Tag Archives: Ditmar winner

QUARANTINE – Greg Egan (1992)

Quarantine Greg EganGreg Egan’s first novel, An Unusual Angle, was published in 1983, Egan being 22 at the time. It “concerns a high school boy who makes movies inside his head using a bio-mechanical camera, one that he has grown.” Nine years later, Quarantine appeared and instantly removed all doubts about Egan’s erstwhile juvenile talents.

What starts as a detective set in 2067 quickly turns into a head spinning novel about the possible existential effects of the Copenhagen interpretation of quantum mechanics – more specifically the consciousness causes collapse variant. In short: humans observing stuff limits the number of possible worlds.

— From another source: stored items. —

//! Backend worker: owns the HTTP adapter and a tokio runtime, runs one
//! queued command at a time and reports each outcome back to the UI.

use std::thread;

use client_core::{perform, RecordsApi};
use crossbeam_channel::{Receiver, Sender};

use crate::backend_bridge::commands::BackendCommand;
use crate::controller::events::{UiError, UiErrorContext, UiEvent};

pub fn launch<A>(api: A, cmd_rx: Receiver<BackendCommand>, ui_tx: Sender<UiEvent>)
where
    A: RecordsApi + 'static,
{
    thread::spawn(move || {
        let _ = ui_tx.try_send(UiEvent::Info("Backend worker starting...".to_string()));
        let runtime = match tokio::runtime::Builder::new_multi_thread()
            .worker_threads(1)
            .enable_all()
            .build()
        {
            Ok(runtime) => runtime,
            Err(err) => {
                let _ = ui_tx.try_send(UiEvent::Error(UiError::from_message(
                    UiErrorContext::BackendStartup,
                    format!("backend worker startup failure: failed to build runtime: {err}"),
                )));
                tracing::error!("failed to build backend runtime: {err}");
                return;
            }
        };

        runtime.block_on(async move {
            let _ = ui_tx.try_send(UiEvent::Info("Backend worker ready".to_string()));
            while let Ok(cmd) = cmd_rx.recv() {
                let name = cmd.name();
                tracing::debug!(command = name, "running backend command");
                let outcome = perform(&api, cmd.into_op()).await;
                if ui_tx.try_send(UiEvent::Records(outcome)).is_err() {
                    tracing::warn!(command = name, "ui event queue unavailable; outcome dropped");
                }
            }
            tracing::info!("backend command queue closed; worker exiting");
        });
    });
}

If you thought the popcorn sci-fi of Dark Matter was hard, well, this is the real deal. On the other hand, compared to the only other Egan I’ve read so far – the brilliant Schild’s Ladder – this is an easier, more accessible book.

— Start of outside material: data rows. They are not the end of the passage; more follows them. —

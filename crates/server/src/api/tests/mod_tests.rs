use super::*;
use storage::Storage;

async fn setup() -> ApiContext {
    let storage = Storage::new("sqlite::memory:").await.expect("db");
    ApiContext::new(Arc::new(storage))
}

fn person(id: &str, name: &str) -> PersonRecord {
    let mut record = PersonRecord::blank(RecordId::from(id));
    record.name = name.to_string();
    record.email = "someone@example.com".to_string();
    record
}

#[tokio::test]
async fn create_keeps_client_supplied_id() {
    let ctx = setup().await;
    let stored = create_record(&ctx, person("a1b2", "Ada"))
        .await
        .expect("create");
    assert_eq!(stored.id, RecordId::from("a1b2"));
    assert_eq!(get_record(&ctx, &stored.id).await.expect("get"), stored);
}

#[tokio::test]
async fn create_without_id_generates_one() {
    let ctx = setup().await;
    let stored = create_record(&ctx, person("", "Ada"))
        .await
        .expect("create");
    assert!(!stored.id.is_empty());
    assert_eq!(list_records(&ctx).await.expect("list").len(), 1);
}

#[tokio::test]
async fn duplicate_id_is_a_conflict() {
    let ctx = setup().await;
    create_record(&ctx, person("dupe", "Ada"))
        .await
        .expect("create");
    let err = create_record(&ctx, person("dupe", "Bob"))
        .await
        .expect_err("should fail");
    assert_eq!(err.code, ErrorCode::Conflict);
}

#[tokio::test]
async fn replace_forces_path_id_into_body() {
    let ctx = setup().await;
    create_record(&ctx, person("0001", "Ada"))
        .await
        .expect("create");

    let updated = replace_record(&ctx, &RecordId::from("0001"), person("9999", "Ada L"))
        .await
        .expect("replace");
    assert_eq!(updated.id, RecordId::from("0001"));
    assert_eq!(updated.name, "Ada L");
    let err = get_record(&ctx, &RecordId::from("9999"))
        .await
        .expect_err("no such id");
    assert_eq!(err.code, ErrorCode::NotFound);
}

#[tokio::test]
async fn missing_records_are_not_found() {
    let ctx = setup().await;
    let missing = RecordId::from("nope");
    let err = replace_record(&ctx, &missing, person("nope", "x"))
        .await
        .expect_err("replace missing");
    assert_eq!(err.code, ErrorCode::NotFound);
    let err = delete_record(&ctx, &missing)
        .await
        .expect_err("delete missing");
    assert_eq!(err.code, ErrorCode::NotFound);
}
use std::io::{self, BufRead, Write};

use anyhow::{bail, Context, Result};
use clap::{Parser, Subcommand};
use client_core::{
    config::load_settings, AppState, HttpRecordsClient, RecordsApi, RecordsSession, Severity,
};
use shared::domain::{Gender, PersonRecord, RecordId};
use tracing_subscriber::EnvFilter;

#[derive(Parser, Debug)]
#[command(name = "records", about = "Manage person records against a /formData backend")]
struct Args {
    /// Base url of the records backend (overrides records.toml and env).
    #[arg(long, global = true)]
    api_url: Option<String>,
    #[command(subcommand)]
    command: Command,
}

#[derive(Subcommand, Debug)]
enum Command {
    /// Show every record.
    List,
    /// Create a record; name and email are required.
    Create(FieldArgs),
    /// Replace a record, starting from its current values.
    Update {
        id: String,
        #[command(flatten)]
        fields: FieldArgs,
    },
    /// Delete a record after confirmation.
    Delete {
        id: String,
        #[arg(long)]
        yes: bool,
    },
}

#[derive(clap::Args, Debug, Default)]
struct FieldArgs {
    #[arg(long)]
    name: Option<String>,
    #[arg(long)]
    email: Option<String>,
    #[arg(long)]
    age: Option<f64>,
    #[arg(long)]
    height: Option<f64>,
    #[arg(long)]
    birth_date: Option<String>,
    #[arg(long, value_parser = parse_gender)]
    gender: Option<Gender>,
    #[arg(long)]
    country: Option<String>,
    #[arg(long)]
    student: Option<bool>,
    /// Hinted 1-10, not enforced.
    #[arg(long)]
    rating: Option<f64>,
    #[arg(long)]
    notes: Option<String>,
}

impl FieldArgs {
    fn apply(self, draft: &mut PersonRecord) {
        if let Some(v) = self.name {
            draft.name = v;
        }
        if let Some(v) = self.email {
            draft.email = v;
        }
        if let Some(v) = self.age {
            draft.age = v;
        }
        if let Some(v) = self.height {
            draft.height = v;
        }
        if let Some(v) = self.birth_date {
            draft.birth_date = v;
        }
        if let Some(v) = self.gender {
            draft.gender = v;
        }
        if let Some(v) = self.country {
            draft.country = v;
        }
        if let Some(v) = self.student {
            draft.is_student = v;
        }
        if let Some(v) = self.rating {
            draft.rating = v;
        }
        if let Some(v) = self.notes {
            draft.notes = v;
        }
    }
}

fn parse_gender(value: &str) -> Result<Gender, String> {
    Gender::parse(value)
        .ok_or_else(|| format!("unknown gender '{value}' (expected Male, Female, Other or empty)"))
}

#[tokio::main]
async fn main() -> Result<()> {
    tracing_subscriber::fmt()
        .with_env_filter(EnvFilter::try_from_default_env().unwrap_or_else(|_| "warn".into()))
        .with_writer(io::stderr)
        .init();
    let args = Args::parse();

    let mut settings = load_settings();
    if let Some(api_url) = args.api_url {
        settings.api_url = api_url;
    }
    let client = HttpRecordsClient::from_settings(&settings)?;
    tracing::debug!(collection = %client.collection_url(), command = ?args.command, "running command");
    let mut session = RecordsSession::new(client, AppState::new(settings.toast_duration()));

    let result = run(&mut session, args.command).await;
    report_toast(&session);
    result
}

async fn run<A: RecordsApi>(session: &mut RecordsSession<A>, command: Command) -> Result<()> {
    match command {
        Command::List => {
            let records = session.load().await?;
            print_table(records);
            println!("Records: {}", records.len());
        }
        Command::Create(fields) => {
            let id = session.open_create();
            if let Some(draft) = session.draft_mut() {
                fields.apply(draft);
            }
            warn_on_malformed_birth_date(session);
            session.save().await?;
            println!("id: {id}");
        }
        Command::Update { id, fields } => {
            let id = RecordId(id);
            session.load().await?;
            if !session.open_edit(&id) {
                bail!("no record with id {id}");
            }
            if let Some(draft) = session.draft_mut() {
                fields.apply(draft);
            }
            warn_on_malformed_birth_date(session);
            session.save().await?;
        }
        Command::Delete { id, yes } => {
            let id = RecordId(id);
            if !yes && !confirm("Delete this record?")? {
                println!("Cancelled");
                return Ok(());
            }
            session.delete(&id).await?;
        }
    }
    Ok(())
}

fn warn_on_malformed_birth_date<A: RecordsApi>(session: &RecordsSession<A>) {
    let malformed = session
        .state()
        .form()
        .draft()
        .is_some_and(PersonRecord::has_malformed_birth_date);
    if malformed {
        eprintln!("note: birth date is not in YYYY-MM-DD form; saving as given");
    }
}

fn confirm(prompt: &str) -> Result<bool> {
    print!("{prompt} [y/N] ");
    io::stdout().flush()?;
    let mut answer = String::new();
    io::stdin()
        .lock()
        .read_line(&mut answer)
        .context("failed to read confirmation")?;
    Ok(matches!(answer.trim(), "y" | "Y" | "yes" | "Yes"))
}

fn report_toast<A: RecordsApi>(session: &RecordsSession<A>) {
    if let Some(toast) = session.state().notifier().current() {
        match toast.severity {
            Severity::Success => println!("{}", toast.message),
            Severity::Error => eprintln!("{}", toast.message),
        }
    }
}

fn print_table(records: &[PersonRecord]) {
    println!(
        "{:<6} {:<20} {:<28} {:>5} {:<14} {:<7} {:>6}",
        "Id", "Name", "Email", "Age", "Country", "Student", "Rating"
    );
    for r in records {
        println!(
            "{:<6} {:<20} {:<28} {:>5} {:<14} {:<7} {:>6}",
            r.id,
            r.name,
            r.email,
            r.age,
            r.country,
            r.student_label(),
            r.rating
        );
    }
}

The first half is smooth reading: Nick Stavrianos, a hardboiled PI, investigates a kidnapping/closed room mystery. The specifics of the setting – Earth quarantined by “an impenetrable gray shield that slid into place around the solar system” in 2034 – seem a cool yet inconsequential backdrop at first. It’s brilliant how Egan manages to weld the two mysteries together.